_EXERCISE BRIEF_
Using the records below, please work out how many lines contain "derive"; answer with the number alone.

Collected data entries:
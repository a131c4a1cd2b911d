use crate::error::{Result, TabchatError};
use crate::expr::{parse_expression, Expr};
use once_cell::sync::Lazy;
use regex::Regex;

static FENCE_REGEX: Lazy<Regex> =
    Lazy::new(|| Regex::new(r"(?s)```(?:python|py)?\n?(.*?)```").unwrap());

/// Accepted expression shapes, tried in order on the first match: a query
/// call, an indexing chain, a length call, a formatted or plain string
/// literal. This is a bounded recovery heuristic for generators that wrap
/// the expression in prose, not a general parser.
static FALLBACK_REGEX: Lazy<Regex> = Lazy::new(|| {
    Regex::new(
        r#"(?x)
        (
          df\.query\(\s*(?:'[^']*'|"[^"]*")\s*\)(?:\.\w+\(\d*\))*
        | df\[.*\](?:\.\w+\(\d*\))*
        | len\(df[^)]*\)
        | f?"(?:[^"\\]|\\.)*"
        | f'(?:[^'\\]|\\.)*'
        )
    "#,
    )
    .unwrap()
});

/// A successfully extracted expression: the parsed form plus the exact text
/// that was executed, kept for failure display.
#[derive(Debug, Clone)]
pub struct Extraction {
    pub text: String,
    pub expr: Expr,
}

/// Isolate one well-formed expression from raw generator output.
///
/// Step 1 strips fences, stray backticks, and whitespace; if the remainder
/// parses, it is the expression. Step 2 scans for the first occurrence of an
/// accepted shape and re-parses that match. If neither yields a valid
/// expression the whole turn fails with `UnextractableExpression`.
#[tracing::instrument(skip(raw), fields(raw_len = raw.len()))]
pub fn extract_expression(raw: &str) -> Result<Extraction> {
    let cleaned = strip_artifacts(raw);

    match parse_expression(&cleaned) {
        Ok(expr) => Ok(Extraction {
            text: cleaned,
            expr,
        }),
        Err(direct_err) => {
            tracing::debug!(error = %direct_err, "direct parse failed, trying pattern recovery");

            let candidate = FALLBACK_REGEX
                .find(&cleaned)
                .map(|m| m.as_str().to_string());

            match candidate {
                Some(text) => match parse_expression(&text) {
                    Ok(expr) => {
                        tracing::info!(recovered = %text, "recovered expression from prose");
                        Ok(Extraction { text, expr })
                    }
                    Err(_) => Err(TabchatError::UnextractableExpression {
                        raw: raw.to_string(),
                    }),
                },
                None => Err(TabchatError::UnextractableExpression {
                    raw: raw.to_string(),
                }),
            }
        }
    }
}

fn strip_artifacts(raw: &str) -> String {
    let text = raw.trim();

    let text = match FENCE_REGEX.captures(text) {
        Some(captures) => captures.get(1).map(|m| m.as_str()).unwrap_or(text),
        None => text,
    };

    text.replace('`', "").trim().to_string()
}

#[cfg(test)]
mod tests {
    use super::*;

    #[test]
    fn test_clean_output_is_identity() {
        let extraction = extract_expression("df.query('gross_sal > 40000')").unwrap();
        assert_eq!(extraction.text, "df.query('gross_sal > 40000')");
    }

    #[test]
    fn test_whitespace_and_backticks_stripped() {
        let extraction = extract_expression("  `len(df)`  \n").unwrap();
        assert_eq!(extraction.text, "len(df)");
    }

    #[test]
    fn test_code_fence_stripped() {
        let extraction =
            extract_expression("```python\ndf.query('gross_sal > 40000')\n```").unwrap();
        assert_eq!(extraction.text, "df.query('gross_sal > 40000')");
    }

    #[test]
    fn test_prose_wrapped_query_recovered() {
        let extraction = extract_expression("Sure! df.query('gross_sal > 40000')").unwrap();
        assert_eq!(extraction.text, "df.query('gross_sal > 40000')");
    }

    #[test]
    fn test_prose_wrapped_index_chain_recovered() {
        let raw = "Here you go: df[df['clean_emp_name'].str.contains('george', na=False)] should work";
        let extraction = extract_expression(raw).unwrap();
        assert_eq!(
            extraction.text,
            "df[df['clean_emp_name'].str.contains('george', na=False)]"
        );
    }

    #[test]
    fn test_prose_wrapped_len_recovered() {
        let extraction = extract_expression("The answer is len(df) records").unwrap();
        assert_eq!(extraction.text, "len(df)");
    }

    #[test]
    fn test_unrecognizable_output_fails() {
        let err = extract_expression("I cannot answer that question.").unwrap_err();
        match err {
            TabchatError::UnextractableExpression { raw } => {
                assert!(raw.contains("cannot answer"));
            }
            other => panic!("unexpected error: {:?}", other),
        }
    }

    #[test]
    fn test_empty_output_fails() {
        assert!(extract_expression("").is_err());
        assert!(extract_expression("   \n  ").is_err());
    }

    #[test]
    fn test_fstring_recovered_from_prose() {
        let raw = "Of course. f\"There are {len(df)} records in total.\"";
        let extraction = extract_expression(raw).unwrap();
        assert_eq!(extraction.text, "f\"There are {len(df)} records in total.\"");
    }
}
use crate::expr::eval::Evaluated;
use crate::schema::{descriptor::format_amount, hints};
use crate::table::dataset::Dataset;

/// The fixed set of response variants. Classification is total and ordered:
/// every executed value maps to exactly one of these.
#[derive(Debug, Clone, PartialEq)]
pub enum ResultVariant {
    Table {
        columns: Vec<String>,
        rows: Vec<Vec<String>>,
    },
    NamedSeries {
        label: String,
        value: String,
        rows: Vec<(String, String)>,
    },
    Sequence {
        values: Vec<String>,
    },
    Scalar(String),
    Empty {
        /// Formatted dataset maximum of a recognized salary column, present
        /// only when the heuristic below fires.
        max_salary: Option<String>,
    },
}

/// Map an executed value onto its response variant.
///
/// `expression` is the executed expression text; it feeds the empty-result
/// enrichment, which fires only when a numeric salary-like column's name
/// appears verbatim in the expression. That is a string-match heuristic, not
/// semantic analysis of the query.
pub fn normalize(value: Evaluated, dataset: &Dataset, expression: &str) -> ResultVariant {
    match value {
        Evaluated::Frame(frame) => {
            if frame.row_count() == 0 {
                ResultVariant::Empty {
                    max_salary: salary_context(dataset, expression),
                }
            } else {
                ResultVariant::Table {
                    columns: frame.column_names(),
                    rows: frame
                        .rows()
                        .iter()
                        .map(|row| row.iter().map(|c| c.to_text()).collect())
                        .collect(),
                }
            }
        }
        Evaluated::Counts { label, pairs } => ResultVariant::NamedSeries {
            label: label.unwrap_or_else(|| "Value".to_string()),
            value: "Count".to_string(),
            rows: pairs
                .into_iter()
                .map(|(cell, count)| (cell.to_text(), count.to_string()))
                .collect(),
        },
        Evaluated::Series { name, values } => ResultVariant::NamedSeries {
            // a bare column keeps its positional index as the label side
            label: "Value".to_string(),
            value: if name.is_empty() {
                "Count".to_string()
            } else {
                name
            },
            rows: values
                .iter()
                .enumerate()
                .map(|(i, cell)| (i.to_string(), cell.to_text()))
                .collect(),
        },
        Evaluated::List(values) => ResultVariant::Sequence {
            values: values.iter().map(|c| c.to_text()).collect(),
        },
        Evaluated::Scalar(cell) => ResultVariant::Scalar(cell.to_text()),
    }
}

fn salary_context(dataset: &Dataset, expression: &str) -> Option<String> {
    let idx = hints::numeric_salary_column(dataset)?;
    let name = &dataset.column(idx).name;
    if !expression.contains(name.as_str()) {
        return None;
    }

    dataset
        .column_values(idx)
        .filter_map(|c| c.as_f64())
        .fold(None::<f64>, |best, v| {
            Some(best.map_or(v, |b| b.max(v)))
        })
        .map(format_amount)
}

#[cfg(test)]
mod tests {
    use super::*;
    use crate::expr::{evaluate, parse_expression};
    use crate::table::dataset::Cell;

    fn dataset() -> Dataset {
        Dataset::new(
            vec![
                "emp_name".to_string(),
                "dept".to_string(),
                "gross_sal".to_string(),
            ],
            vec![
                vec![
                    Cell::Str("mohan".to_string()),
                    Cell::Str("hr".to_string()),
                    Cell::Int(42000),
                ],
                vec![
                    Cell::Str("asha".to_string()),
                    Cell::Str("hr".to_string()),
                    Cell::Int(61000),
                ],
            ],
        )
        .unwrap()
    }

    fn run(input: &str) -> ResultVariant {
        let ds = dataset();
        let value = evaluate(&parse_expression(input).unwrap(), &ds).unwrap();
        normalize(value, &ds, input)
    }

    #[test]
    fn test_zero_row_frame_normalizes_to_empty() {
        let variant = run("df.query('gross_sal > 99999')");
        // expression names the salary column, so the enrichment fires
        assert_eq!(
            variant,
            ResultVariant::Empty {
                max_salary: Some("61,000.00".to_string())
            }
        );
    }

    #[test]
    fn test_enrichment_requires_verbatim_column_mention() {
        let ds = dataset();
        let value =
            evaluate(&parse_expression("df.query('gross_sal > 99999')").unwrap(), &ds).unwrap();
        // same empty frame, but an expression that never names the column
        let variant = normalize(value, &ds, "df[df['dept'] == 'zzz']");
        assert_eq!(variant, ResultVariant::Empty { max_salary: None });
    }

    #[test]
    fn test_table_preserves_row_and_column_order() {
        let variant = run("df.query('gross_sal > 1')");
        let ResultVariant::Table { columns, rows } = variant else {
            panic!()
        };
        assert_eq!(columns, vec!["emp_name", "dept", "gross_sal"]);
        assert_eq!(rows[0][0], "mohan");
        assert_eq!(rows[1][0], "asha");
    }

    #[test]
    fn test_counts_normalize_to_named_series() {
        let variant = run("df['dept'].value_counts().reset_index()");
        assert_eq!(
            variant,
            ResultVariant::NamedSeries {
                label: "dept".to_string(),
                value: "Count".to_string(),
                rows: vec![("hr".to_string(), "2".to_string())],
            }
        );
    }

    #[test]
    fn test_bare_column_normalizes_with_placeholder_label() {
        let variant = run("df['emp_name']");
        let ResultVariant::NamedSeries { label, value, rows } = variant else {
            panic!()
        };
        assert_eq!(label, "Value");
        assert_eq!(value, "emp_name");
        assert_eq!(rows[0], ("0".to_string(), "mohan".to_string()));
    }

    #[test]
    fn test_list_normalizes_to_sequence() {
        let variant = run("df[df['dept'] == 'hr']['emp_name'].tolist()");
        assert_eq!(
            variant,
            ResultVariant::Sequence {
                values: vec!["mohan".to_string(), "asha".to_string()]
            }
        );
    }

    #[test]
    fn test_scalar_normalizes_to_text() {
        assert_eq!(run("len(df)"), ResultVariant::Scalar("2".to_string()));
    }

    #[test]
    fn test_classification_is_idempotent_per_category() {
        // same question against unchanged data lands in the same variant
        let first = std::mem::discriminant(&run("df.query('gross_sal > 1')"));
        let second = std::mem::discriminant(&run("df.query('gross_sal > 1')"));
        assert_eq!(first, second);
    }
}
use crate::result::normalize::ResultVariant;

/// Serialize a normalized result into the presentation markup handed to the
/// transport layer. Successful answers never leak the executed expression.
pub fn render(variant: &ResultVariant) -> String {
    match variant {
        ResultVariant::Table { columns, rows } => table_block(columns, rows.iter()),
        ResultVariant::NamedSeries { label, value, rows } => table_block(
            &[label.clone(), value.clone()],
            rows.iter()
                .map(|(l, v)| vec![l.clone(), v.clone()])
                .collect::<Vec<_>>()
                .iter(),
        ),
        ResultVariant::Sequence { values } => {
            if values.is_empty() {
                "I couldn't find any results for that.".to_string()
            } else {
                table_block(
                    &["Results".to_string()],
                    values
                        .iter()
                        .map(|v| vec![v.clone()])
                        .collect::<Vec<_>>()
                        .iter(),
                )
            }
        }
        ResultVariant::Scalar(text) => escape(text).replace('\n', "<br>"),
        ResultVariant::Empty { max_salary: None } => {
            "I couldn't find any records that match your query.".to_string()
        }
        ResultVariant::Empty {
            max_salary: Some(max),
        } => format!(
            "I couldn't find any records that match your filter. \
             For context, the highest salary in the dataset is <strong>{}</strong>.",
            escape(max)
        ),
    }
}

/// Failure message for an expression that parsed but raised during
/// evaluation. This is the one place the expression is shown verbatim, so
/// the asker can see what was attempted.
pub fn render_failure(expression: &str, detail: &str) -> String {
    format!(
        "I tried this code:<br><code>{}</code><br><br>\
         But it failed: <code>{}</code><br>Please try rephrasing your question.",
        escape(expression),
        escape(detail)
    )
}

/// Message for model output that neither parsed directly nor yielded a
/// recoverable expression.
pub fn render_unextractable(raw: &str) -> String {
    format!(
        "I couldn't turn the model's reply into a runnable expression. It said:<br>\
         <code>{}</code><br>Please try rephrasing your question.",
        escape(raw.trim())
    )
}

fn table_block<'a>(
    columns: &[String],
    rows: impl Iterator<Item = &'a Vec<String>>,
) -> String {
    let mut html = String::from(
        "<div class='table-responsive'><table class='table table-striped'><thead><tr>",
    );
    for column in columns {
        html.push_str("<th>");
        html.push_str(&escape(column));
        html.push_str("</th>");
    }
    html.push_str("</tr></thead><tbody>");
    for row in rows {
        html.push_str("<tr>");
        for cell in row {
            html.push_str("<td>");
            html.push_str(&escape(cell));
            html.push_str("</td>");
        }
        html.push_str("</tr>");
    }
    html.push_str("</tbody></table></div>");
    html
}

fn escape(text: &str) -> String {
    let mut out = String::with_capacity(text.len());
    for c in text.chars() {
        match c {
            '&' => out.push_str("&amp;"),
            '<' => out.push_str("&lt;"),
            '>' => out.push_str("&gt;"),
            '"' => out.push_str("&quot;"),
            '\'' => out.push_str("&#39;"),
            c => out.push(c),
        }
    }
    out
}

#[cfg(test)]
mod tests {
    use super::*;

    #[test]
    fn test_table_markup() {
        let variant = ResultVariant::Table {
            columns: vec!["name".to_string()],
            rows: vec![vec!["mohan".to_string()]],
        };
        let html = render(&variant);
        assert!(html.starts_with("<div class='table-responsive'>"));
        assert!(html.contains("<th>name</th>"));
        assert!(html.contains("<td>mohan</td>"));
    }

    #[test]
    fn test_scalar_newlines_become_breaks() {
        let html = render(&ResultVariant::Scalar("a\nb".to_string()));
        assert_eq!(html, "a<br>b");
    }

    #[test]
    fn test_empty_with_context() {
        let html = render(&ResultVariant::Empty {
            max_salary: Some("61,000.00".to_string()),
        });
        assert!(html.contains("couldn't find any records"));
        assert!(html.contains("<strong>61,000.00</strong>"));
    }

    #[test]
    fn test_empty_sequence_message() {
        let html = render(&ResultVariant::Sequence { values: vec![] });
        assert_eq!(html, "I couldn't find any results for that.");
    }

    #[test]
    fn test_failure_shows_expression() {
        let html = render_failure("df['nope'].max()", "unknown column 'nope'");
        assert!(html.contains("<code>df[&#39;nope&#39;].max()</code>"));
        assert!(html.contains("unknown column"));
    }

    #[test]
    fn test_cells_are_escaped() {
        let variant = ResultVariant::Scalar("<script>".to_string());
        assert_eq!(render(&variant), "&lt;script&gt;");
    }
}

_REPLY_
2